Are my interpretations for each property (in comments above) correct? If not (and I assume they're not correct), what do each of the properties mean?
As you suspected, the values you included do not make sense for the meaning of these parameters. Here is my understanding of the parameters:
DeltaBackoff - the interval to use to exponentially increment the retry interval by.
MaximumBackoff - The maximum amount of times you want between retries.
MaxRetryCount - the maximum amount of time the system will retry the operation.
MinimalBackoff - the minimum amount of time you want between retries.
TerminationTimeBuffer - the maximum amount of time the system will retry the operation before giving up.
It always will retry up to the maxRetryCount, in your case 10, unless the terminationTimeBuffer limit is hit first.

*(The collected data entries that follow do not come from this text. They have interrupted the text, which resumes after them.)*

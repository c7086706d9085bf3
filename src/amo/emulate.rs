/*!
Retry loops lifting 32-bit atomics onto 64-bit fetch-add + compare-and-swap.

One loop serves all four 32-bit operations. Each iteration reads the
container atomically (a fetch-add of zero), computes the post-operation word
and the compare word for this snapshot, and attempts a 64-bit CAS. For
ADD/FADD/SWAP the compare word is the snapshot itself, so the CAS only fails
when somebody changed the untouched half in between; the loop then retries
with a fresher snapshot. For CSWAP the loop also ends when the targeted half
is observed to differ from the caller's compare value: that is the
operation's own mismatch outcome, not a race.

The loop is unbounded by design; it converges as soon as the adjacent half
holds still for one fetch/CAS round trip. Transient `NoResource` conditions
never reach this layer because the 64-bit primitives progress and retry
internally; any other provider failure aborts the loop unchanged.
*/

use crate::provider::Rkey;
use crate::rdma::RdmaIface;
use crate::status::Result;

use super::word::{
    compute_compare_word, compute_new_word, extract_return, is_completed, split_remote_addr, AmoOp,
};

impl RdmaIface {
    pub(crate) fn emulate_amo32(
        &mut self,
        ep: u64,
        op: AmoOp,
        add: u32,
        swap: u32,
        compare: u32,
        remote_addr: u64,
        rkey: Rkey,
    ) -> Result<u32> {
        let (container, half) = split_remote_addr(remote_addr);
        loop {
            // Atomic read of the container: fetch-add of zero returns the
            // pre-add value.
            let fetched = self.atomic_fadd64(ep, 0, container, rkey)?;
            let new_word = compute_new_word(half, op, fetched, add, swap);
            let compare_word = compute_compare_word(half, op, fetched, compare);

            let result = self.atomic_cswap64(ep, compare_word, new_word, container, rkey)?;
            if is_completed(half, op, result, compare_word) {
                return Ok(extract_return(half, result));
            }
        }
    }

    pub(crate) fn emulate_swap64(
        &mut self,
        ep: u64,
        swap: u64,
        remote_addr: u64,
        rkey: Rkey,
    ) -> Result<u64> {
        loop {
            let old = self.atomic_fadd64(ep, 0, remote_addr, rkey)?;
            let result = self.atomic_cswap64(ep, old, swap, remote_addr, rkey)?;
            if result == old {
                return Ok(old);
            }
        }
    }
}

It will also not try for a period greater than the terminationTimeBuffer, which in your case is 90 seconds, regardless of it hasn't hit the max retry count yet.
The minBackoff is the minimal amount of time you will wait between retries and maxBackoff is the maximum amount of time you want to wait between retries.

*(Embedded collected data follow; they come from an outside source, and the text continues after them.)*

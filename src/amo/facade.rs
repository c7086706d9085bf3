/*!
Public atomic operations and the provider submission machinery.

Every 64-bit primitive follows the same pattern: reject misaligned
addresses before touching the provider, then submit in a loop that responds
to `NoResource` by progressing the interface once and retrying. Fetching
primitives arm a countdown completion at 2; a post the provider queues is
spun on (`progress` until the count reaches 1), after which the result is
harvested from the parked descriptor.

The 32-bit operations and 64-bit swap delegate to the emulation loops in
`super::emulate` after their own alignment check.
*/

use std::rc::Rc;

use log::debug;

use crate::provider::{AmoAck, AmoCommand, Rkey};
use crate::rdma::{Completion, RdmaIface};
use crate::status::{Error, Result};

use super::word::AmoOp;

enum Submitted {
    /// The provider finished the operation inline.
    Immediate(Option<u64>),
    /// Queued; the completion queue will deliver this post id.
    Queued(u64),
}

fn check_atomic_alignment(remote_addr: u64, size: u64) -> Result<()> {
    if remote_addr % size != 0 {
        debug!(
            "atomic variable must be naturally aligned (address {remote_addr:#x}, atomic size {size})"
        );
        return Err(Error::InvalidParam("misaligned atomic address"));
    }
    Ok(())
}

impl RdmaIface {
    /// Atomically add `add` to the 64-bit word at `remote_addr`.
    pub fn atomic_add64(&mut self, ep: u64, add: u64, remote_addr: u64, rkey: Rkey) -> Result<()> {
        check_atomic_alignment(remote_addr, 8)?;
        self.post_amo64(ep, AmoCommand::Add64(add), remote_addr, rkey)
    }

    /// Atomically add `add` to the 64-bit word at `remote_addr`, returning
    /// the value it held before the add.
    pub fn atomic_fadd64(
        &mut self,
        ep: u64,
        add: u64,
        remote_addr: u64,
        rkey: Rkey,
    ) -> Result<u64> {
        check_atomic_alignment(remote_addr, 8)?;
        self.fetch_amo64(ep, AmoCommand::Fadd64(add), remote_addr, rkey)
    }

    /// Atomically write `swap` to the 64-bit word at `remote_addr` iff it
    /// currently holds `compare`; returns the pre-operation value either
    /// way.
    pub fn atomic_cswap64(
        &mut self,
        ep: u64,
        compare: u64,
        swap: u64,
        remote_addr: u64,
        rkey: Rkey,
    ) -> Result<u64> {
        check_atomic_alignment(remote_addr, 8)?;
        self.fetch_amo64(ep, AmoCommand::Cswap64 { compare, swap }, remote_addr, rkey)
    }

    /// Atomically replace the 64-bit word at `remote_addr` with `swap`,
    /// returning the previous value. Emulated on compare-and-swap.
    pub fn atomic_swap64(
        &mut self,
        ep: u64,
        swap: u64,
        remote_addr: u64,
        rkey: Rkey,
    ) -> Result<u64> {
        check_atomic_alignment(remote_addr, 8)?;
        self.emulate_swap64(ep, swap, remote_addr, rkey)
    }

    /// Atomically add `add` to the 32-bit word at `remote_addr`.
    pub fn atomic_add32(&mut self, ep: u64, add: u32, remote_addr: u64, rkey: Rkey) -> Result<()> {
        check_atomic_alignment(remote_addr, 4)?;
        self.emulate_amo32(ep, AmoOp::Add, add, 0, 0, remote_addr, rkey)
            .map(|_| ())
    }

    /// Atomically add `add` to the 32-bit word at `remote_addr`, returning
    /// the value it held before the add.
    pub fn atomic_fadd32(
        &mut self,
        ep: u64,
        add: u32,
        remote_addr: u64,
        rkey: Rkey,
    ) -> Result<u32> {
        check_atomic_alignment(remote_addr, 4)?;
        self.emulate_amo32(ep, AmoOp::Fadd, add, 0, 0, remote_addr, rkey)
    }

    /// Atomically replace the 32-bit word at `remote_addr` with `swap`,
    /// returning the previous value.
    pub fn atomic_swap32(
        &mut self,
        ep: u64,
        swap: u32,
        remote_addr: u64,
        rkey: Rkey,
    ) -> Result<u32> {
        check_atomic_alignment(remote_addr, 4)?;
        self.emulate_amo32(ep, AmoOp::Swap, 0, swap, 0, remote_addr, rkey)
    }

    /// Atomically write `swap` to the 32-bit word at `remote_addr` iff it
    /// currently holds `compare`; returns the pre-operation value either
    /// way. The caller detects success by comparing the result to
    /// `compare`.
    pub fn atomic_cswap32(
        &mut self,
        ep: u64,
        compare: u32,
        swap: u32,
        remote_addr: u64,
        rkey: Rkey,
    ) -> Result<u32> {
        check_atomic_alignment(remote_addr, 4)?;
        self.emulate_amo32(ep, AmoOp::Cswap, 0, swap, compare, remote_addr, rkey)
    }

    // Submission for non-fetching posts: retry on transient exhaustion,
    // everything else is final.
    fn post_amo64(&mut self, ep: u64, cmd: AmoCommand, remote_addr: u64, rkey: Rkey) -> Result<()> {
        loop {
            match self.try_submit(ep, cmd, remote_addr, rkey, None, false) {
                Ok(_) => return Ok(()),
                Err(Error::NoResource) => self.progress(),
                Err(e) => return Err(e),
            }
        }
    }

    // Submission for fetching posts: completion armed at 2, spun down to 1
    // by the completion-queue drain.
    fn fetch_amo64(
        &mut self,
        ep: u64,
        cmd: AmoCommand,
        remote_addr: u64,
        rkey: Rkey,
    ) -> Result<u64> {
        let comp = Completion::new(2);
        loop {
            match self.try_submit(ep, cmd, remote_addr, rkey, Some(comp.clone()), true) {
                Ok(Submitted::Immediate(result)) => {
                    return result
                        .ok_or_else(|| Error::Provider("fetch completed without a result".into()));
                }
                Ok(Submitted::Queued(post_id)) => {
                    while comp.count() != 1 {
                        self.progress();
                    }
                    let mut desc = self
                        .parked
                        .remove(&post_id)
                        .expect("completed fetch post was not parked");
                    let value = desc.result.get();
                    desc.reset();
                    self.free_desc_famo.put(desc);
                    return Ok(value);
                }
                Err(Error::NoResource) => self.progress(),
                Err(e) => return Err(e),
            }
        }
    }

    fn try_submit(
        &mut self,
        ep: u64,
        cmd: AmoCommand,
        remote_addr: u64,
        rkey: Rkey,
        comp: Option<Rc<Completion>>,
        fetch: bool,
    ) -> Result<Submitted> {
        let nic_ep = self.lookup_nic_ep(ep)?;
        let Some(mut desc) = self.free_desc_famo.get() else {
            return Err(Error::NoResource);
        };
        let post_id = self.alloc_post_id();
        desc.post_id = post_id;
        desc.ep = ep;
        desc.comp = comp;
        desc.not_ready_to_free = fetch;

        let ack = self
            .provider
            .lock()
            .post_amo(nic_ep, cmd, remote_addr, rkey, post_id);
        match ack {
            Ok(AmoAck::Complete(result)) => {
                desc.reset();
                self.free_desc_famo.put(desc);
                Ok(Submitted::Immediate(result))
            }
            Ok(AmoAck::Queued) => {
                self.outstanding += 1;
                if let Some(entry) = self.eps.get_mut(&ep) {
                    entry.outstanding += 1;
                }
                self.inflight.insert(post_id, desc);
                Ok(Submitted::Queued(post_id))
            }
            Err(e) => {
                desc.reset();
                self.free_desc_famo.put(desc);
                Err(e)
            }
        }
    }
}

The DeltaBackOff value is the value at which each retry internal will grow by exponentially . Note that this isn't an exact time. It randomly chooses a time that is a little less or a little more than this time so that multiple threads all retrying aren't doing so at the exact same time. Its randomness staggers this a little. Between the first actual attempt and the first retry there will be the minBackOff interval only. Since you set your deltaBackOff to 30 seconds, if it made it to a second retry it would be roughly 30 seconds plus the minBackOff. The third retry would be 90 seconds plus the minBackOff, and so on for each retry until it hits the maximum backoff.

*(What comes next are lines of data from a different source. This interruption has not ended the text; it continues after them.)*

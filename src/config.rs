/*!
Configuration surfaces for the transport interfaces.

Parsing of these options from the environment or a config file belongs to an
outer layer; this module only defines the recognized knobs and their
defaults. The allocator policy list is carried as configuration even though
buffers come from the heap in this implementation: it records the caller's
preference order for descriptor backing storage (huge pages first, then
mmap, then plain heap), matching the transport's historical default of
`huge,mmap,heap`.
*/

/// Preference for the memory backing descriptor pool chunks.
#[derive(Debug, Clone, Copy, PartialEq, Eq)]
pub enum AllocPolicy {
    /// Huge-page backed chunks when the platform provides them.
    Huge,
    /// Anonymous mmap chunks.
    Mmap,
    /// Plain heap allocation.
    Heap,
}

/// Options recognized by the datagram transport interface.
#[derive(Debug, Clone)]
pub struct UdtConfig {
    /// Cap on the number of descriptors (and queued-AM records) each pool
    /// may allocate. `None` means unbounded.
    pub max_bufs: Option<usize>,

    /// Allocator preference order for descriptor backing storage.
    pub alloc: Vec<AllocPolicy>,

    /// Bytes reserved ahead of the receive payload for upper-layer framing.
    pub rx_headroom: usize,
}

impl Default for UdtConfig {
    fn default() -> Self {
        Self {
            max_bufs: None,
            alloc: vec![AllocPolicy::Huge, AllocPolicy::Mmap, AllocPolicy::Heap],
            rx_headroom: 0,
        }
    }
}

/// Options recognized by the RDMA (atomic) interface.
#[derive(Debug, Clone, Default)]
pub struct RdmaConfig {
    /// Cap on the number of in-flight atomic descriptors the pool may
    /// allocate. `None` means unbounded.
    pub max_bufs: Option<usize>,
}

One thing I would make sure to point out is that this is a retry policy, meaning if an operation receives an exception it will follow this policy to attempt it again. If operations such as Retrieve, Deadletter, Defer, etc. fail then this retry policy is what will kick in. These are operations against service bus, not exceptions in your own processing.
I could be wrong on this, but my understanding is that this isn't directly tied to the actual receipt of a message for processing unless the call to receive fails. Continuous processing is handled through the Receive method and your own code loop, or through using the OnMessage action (which behind the scenes also uses the Receive). As long as there isn't an error actually attempting to receive then this retry policy doesn't get applied. The interval used between calls to receive is set by either your own use of the Receive method which takes a timespan, or if you set the MessagingFactory.OperationTimeout before creating the queueClient object. If a receive call reaches it's limit of waiting either because you used the overload that provides a timespan on Receive or it hits the default, a Null is simply returned. This is not considered an exception and therefore the retry policy won't kick in.
Sadly, I think you have to code your own exponential back off for actual processing. There are tons of examples out there though.
And yes, you can set this retry policy on both QueueClient and SubscriptionClient.